─── Exercise inputs
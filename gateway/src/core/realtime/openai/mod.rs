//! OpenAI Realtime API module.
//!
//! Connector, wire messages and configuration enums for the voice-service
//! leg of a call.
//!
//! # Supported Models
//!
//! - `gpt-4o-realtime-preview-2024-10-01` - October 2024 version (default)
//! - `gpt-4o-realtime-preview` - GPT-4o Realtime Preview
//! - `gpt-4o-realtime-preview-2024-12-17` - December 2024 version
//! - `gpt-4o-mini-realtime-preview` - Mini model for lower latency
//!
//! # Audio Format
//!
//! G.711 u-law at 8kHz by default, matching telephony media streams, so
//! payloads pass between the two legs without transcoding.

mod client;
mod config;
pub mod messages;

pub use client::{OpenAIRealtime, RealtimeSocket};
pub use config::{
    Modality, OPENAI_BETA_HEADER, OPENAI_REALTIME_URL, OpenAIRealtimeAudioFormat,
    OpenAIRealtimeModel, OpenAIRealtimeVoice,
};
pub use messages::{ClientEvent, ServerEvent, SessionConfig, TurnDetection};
──────
─── Exercise inputs
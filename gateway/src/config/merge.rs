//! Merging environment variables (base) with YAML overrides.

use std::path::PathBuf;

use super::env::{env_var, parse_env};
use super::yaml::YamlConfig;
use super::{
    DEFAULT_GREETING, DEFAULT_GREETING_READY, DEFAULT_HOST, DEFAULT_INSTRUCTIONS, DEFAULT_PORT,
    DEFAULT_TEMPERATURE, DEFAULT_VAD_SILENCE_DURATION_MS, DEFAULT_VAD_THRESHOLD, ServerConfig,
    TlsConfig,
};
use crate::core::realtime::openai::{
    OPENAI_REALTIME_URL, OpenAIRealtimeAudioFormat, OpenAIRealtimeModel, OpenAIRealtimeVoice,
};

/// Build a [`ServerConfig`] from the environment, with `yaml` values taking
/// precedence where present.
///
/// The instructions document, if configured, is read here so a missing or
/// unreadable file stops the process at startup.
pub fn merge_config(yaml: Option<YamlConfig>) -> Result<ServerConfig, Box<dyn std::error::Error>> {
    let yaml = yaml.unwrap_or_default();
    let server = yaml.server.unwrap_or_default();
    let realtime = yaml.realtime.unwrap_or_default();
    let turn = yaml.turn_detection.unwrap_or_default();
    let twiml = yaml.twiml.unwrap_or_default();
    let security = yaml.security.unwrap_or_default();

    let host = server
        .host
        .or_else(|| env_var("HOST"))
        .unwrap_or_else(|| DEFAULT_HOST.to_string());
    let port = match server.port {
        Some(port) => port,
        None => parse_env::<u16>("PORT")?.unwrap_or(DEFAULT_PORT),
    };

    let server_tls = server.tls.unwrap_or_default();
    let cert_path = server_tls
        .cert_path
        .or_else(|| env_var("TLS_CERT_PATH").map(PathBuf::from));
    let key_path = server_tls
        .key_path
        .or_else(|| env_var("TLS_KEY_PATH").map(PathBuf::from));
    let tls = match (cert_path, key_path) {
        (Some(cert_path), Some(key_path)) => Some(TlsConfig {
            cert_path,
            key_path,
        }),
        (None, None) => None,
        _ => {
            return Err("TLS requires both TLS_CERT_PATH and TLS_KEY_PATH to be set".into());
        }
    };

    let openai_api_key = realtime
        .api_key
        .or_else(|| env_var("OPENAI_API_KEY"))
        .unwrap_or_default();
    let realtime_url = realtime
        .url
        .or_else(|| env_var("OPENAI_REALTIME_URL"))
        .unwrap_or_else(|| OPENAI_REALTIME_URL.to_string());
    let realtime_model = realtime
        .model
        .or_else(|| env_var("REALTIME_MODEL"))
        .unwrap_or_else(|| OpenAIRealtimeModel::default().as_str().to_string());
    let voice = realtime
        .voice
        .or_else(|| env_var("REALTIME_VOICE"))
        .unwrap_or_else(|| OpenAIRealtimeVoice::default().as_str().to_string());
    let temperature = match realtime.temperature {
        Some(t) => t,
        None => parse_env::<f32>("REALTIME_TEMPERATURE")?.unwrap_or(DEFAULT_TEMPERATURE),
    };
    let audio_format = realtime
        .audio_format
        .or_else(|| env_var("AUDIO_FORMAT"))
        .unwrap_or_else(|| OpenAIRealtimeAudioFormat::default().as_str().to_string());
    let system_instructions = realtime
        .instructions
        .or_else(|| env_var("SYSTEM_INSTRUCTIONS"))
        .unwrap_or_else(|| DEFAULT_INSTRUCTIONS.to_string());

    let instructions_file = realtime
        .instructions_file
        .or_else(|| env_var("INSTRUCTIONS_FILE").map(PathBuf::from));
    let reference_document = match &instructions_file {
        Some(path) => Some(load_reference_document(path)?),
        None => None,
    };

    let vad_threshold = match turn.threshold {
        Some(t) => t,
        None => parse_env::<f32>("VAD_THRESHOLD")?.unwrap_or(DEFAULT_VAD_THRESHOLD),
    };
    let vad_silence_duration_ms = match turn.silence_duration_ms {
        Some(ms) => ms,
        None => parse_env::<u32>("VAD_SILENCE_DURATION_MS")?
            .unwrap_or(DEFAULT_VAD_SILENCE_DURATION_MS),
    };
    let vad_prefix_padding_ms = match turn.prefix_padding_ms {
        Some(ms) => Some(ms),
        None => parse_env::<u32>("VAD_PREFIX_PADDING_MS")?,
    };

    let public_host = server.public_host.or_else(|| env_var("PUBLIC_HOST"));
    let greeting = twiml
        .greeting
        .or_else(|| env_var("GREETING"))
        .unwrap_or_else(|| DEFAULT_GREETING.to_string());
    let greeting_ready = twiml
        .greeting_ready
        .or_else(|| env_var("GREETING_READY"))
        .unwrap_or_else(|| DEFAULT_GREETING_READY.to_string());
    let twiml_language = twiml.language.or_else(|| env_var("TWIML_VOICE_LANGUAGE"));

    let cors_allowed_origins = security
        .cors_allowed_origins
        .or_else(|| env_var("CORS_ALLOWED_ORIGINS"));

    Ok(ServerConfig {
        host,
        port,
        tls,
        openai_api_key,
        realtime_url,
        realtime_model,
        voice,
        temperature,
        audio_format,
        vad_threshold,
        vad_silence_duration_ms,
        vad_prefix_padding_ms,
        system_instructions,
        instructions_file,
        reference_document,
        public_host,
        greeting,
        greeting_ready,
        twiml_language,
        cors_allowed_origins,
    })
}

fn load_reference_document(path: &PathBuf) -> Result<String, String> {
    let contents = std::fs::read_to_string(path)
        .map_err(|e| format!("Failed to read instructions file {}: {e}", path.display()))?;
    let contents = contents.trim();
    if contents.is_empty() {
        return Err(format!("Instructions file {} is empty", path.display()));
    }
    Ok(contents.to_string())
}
──────
**Prompt:** Going through the listing above, tally the lines that contain the word "YamlConfig" and report the total alone.

**Expected answer:** 2